5.21.2013

BALM: Week 2 Day 2

Today was a leisurely ride along the Bay of Green Bay from Green Bay to Oconto, where the Copper Culture Indians lived around 5000-6000 B.C. There's a park here in Oconto with a burial ground considered to be the oldest cemetery in Wisconsin and one of the oldest in the nation.

I've read some about the European search for a northeast passage to the South Sea, but I don't recall Jean Nicolet. He's big around here, a French explorer who sailed Lake Michigan and into the bay, thinking it was the opening to the South Sea, spices, and riches. Later, he ascended the Fox River, portaged to the Wisconsin, and travelled down it until it began to widen. So sure was he that he was near the ocean, that he stopped and went back to Quebec to report his discovery of a passage to the "South Sea," unaware that he had just missed finding the upper Mississippi.

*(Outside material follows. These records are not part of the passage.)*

//! # Readiness
//!
//! Counts down until every initially visible stateful field has resolved
//! its first value.
//!
//! Each layout waits for its stateful children and child layouts (its
//! `ready_quota`). A stateful leaf reports once; a layout reports to its
//! own parent when its counter reaches zero. Layouts with nothing stateful
//! below them report themselves on mount. The root fires exactly once.
//!
//! ```text
//! root (quota 2) ◄── group (quota 2) ◄── email
//!       ▲                     ◄── agree
//!       └── name
//! ```

use formloom_descriptor::{CompiledForm, NodeId};
use tracing::{debug, info};

#[derive(Debug)]
pub struct ReadinessCoordinator {
    remaining: Vec<usize>,
    reported: Vec<bool>,
    root_remaining: usize,
    fired: bool,
}

impl ReadinessCoordinator {
    pub fn new(form: &CompiledForm) -> Self {
        Self {
            remaining: form.nodes().iter().map(|node| node.ready_quota).collect(),
            reported: vec![false; form.len()],
            root_remaining: form.root_quota(),
            fired: false,
        }
    }

    pub fn is_ready(&self) -> bool {
        self.fired
    }

    pub fn remaining(&self) -> usize {
        self.root_remaining
    }

    /// Report every self-reporting layout. Returns true if the root fired.
    pub fn mount(&mut self, form: &CompiledForm) -> bool {
        let mut fired = false;

        // Children before parents
        for node in form.nodes().iter().rev() {
            if node.is_layout() && node.self_reporting {
                self.remaining[node.id.index()] = 0;
                fired |= self.report(form, node.id);
            }
        }

        if form.root_self_reporting() && !self.fired {
            self.root_remaining = 0;
            fired |= self.fire();
        }

        fired
    }

    /// Report one node as resolved. Returns true when this report made
    /// the whole form ready.
    pub fn report(&mut self, form: &CompiledForm, id: NodeId) -> bool {
        let Some(node) = form.get(id) else {
            return false;
        };
        if !(node.is_layout() || node.is_stateful()) || self.reported[id.index()] {
            return false;
        }
        self.reported[id.index()] = true;

        match node.parent {
            Some(parent) => {
                let counter = &mut self.remaining[parent.index()];
                *counter = counter.saturating_sub(1);
                if *counter == 0 {
                    debug!(layout = %parent, "Layout ready");
                    self.report(form, parent)
                } else {
                    false
                }
            }
            None => {
                self.root_remaining = self.root_remaining.saturating_sub(1);
                if self.root_remaining == 0 {
                    self.fire()
                } else {
                    false
                }
            }
        }
    }

    fn fire(&mut self) -> bool {
        if self.fired {
            return false;
        }
        self.fired = true;
        info!("Form ready");
        true
    }
}
//! What a widget renders, and the handle it reports edits through.

use crate::form::Form;
use crate::runtime::{FieldRuntime, RuntimeState};
use crate::session::FormSession;
use crate::Result;
use formloom_descriptor::{CompiledNode, FieldKind, NodeId};
use serde::Serialize;
use serde_json::Value;

/// Snapshot of one field as a widget sees it
#[derive(Debug, Clone, PartialEq, Serialize)]
#[serde(rename_all = "camelCase")]
pub struct ManagedField {
    #[serde(skip)]
    pub id: NodeId,
    pub name: Option<String>,
    pub kind: &'static str,
    pub value: Value,
    pub visible: bool,
    pub disabled: bool,
    pub readonly: bool,
    pub dirty: bool,
    pub loading: bool,
    pub invalid: Option<String>,
    pub incorrect: Option<String>,
    pub state: RuntimeState,
}

impl ManagedField {
    pub(crate) fn capture(node: &CompiledNode, runtime: &FieldRuntime, session: &FormSession) -> Self {
        // Radios render their own checked state, not the group value
        let value = match (node.kind(), node.name()) {
            (FieldKind::Radio { radio_value }, Some(group)) => {
                Value::Bool(session.radios().is_checked(group, radio_value))
            }
            _ => runtime.memory().value.clone(),
        };

        Self {
            id: node.id,
            name: node.name().map(str::to_string),
            kind: node.kind().type_name(),
            value,
            visible: runtime.is_visible(),
            disabled: runtime.is_disabled(),
            readonly: runtime.is_readonly(node),
            dirty: runtime.is_dirty(),
            loading: runtime.is_loading(),
            invalid: runtime.memory().invalid.clone(),
            incorrect: runtime.incorrect().map(str::to_string),
            state: runtime.state(),
        }
    }

    pub fn is_invalid(&self) -> bool {
        self.invalid.is_some()
    }
}

/// Widget-facing handle bound to one field
pub struct FieldHandle<'a> {
    form: &'a mut Form,
    id: NodeId,
}

impl<'a> FieldHandle<'a> {
    pub(crate) fn new(form: &'a mut Form, id: NodeId) -> Self {
        Self { form, id }
    }

    pub fn id(&self) -> NodeId {
        self.id
    }

    pub fn managed(&self) -> Option<ManagedField> {
        self.form.field(self.id)
    }

    pub fn on_change(&mut self, value: Value) -> Result<()> {
        self.form.on_change(self.id, value)
    }

    pub fn on_focus(&mut self) -> Result<()> {
        self.form.on_focus(self.id)
    }

    pub fn on_blur(&mut self) -> Result<()> {
        self.form.on_blur(self.id)
    }
}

At some point tomorrow Gary and I (George, Gary's sister, is stopping here to visit friends) will be leaving Wisconsin and the bay and entering Michigan and the shores of the lake. Today, though, was all bay, with rivers and creeks winding through fields and towns, huge trees, and lots of birds: cardinals, orioles, humming birds, red winged blackbirds.

The house we're staying in tonight was started in 1856 when Louis Reed arrived here on a steamship. First one building, then a separate building, then a third to connect the two. Around here the house is known as the Big Bay House, which has been in the same family since it was first built. Laurel Edwards, one of George's friends, is really proud of the homestead. Laurel says her daughter Megan will live here next.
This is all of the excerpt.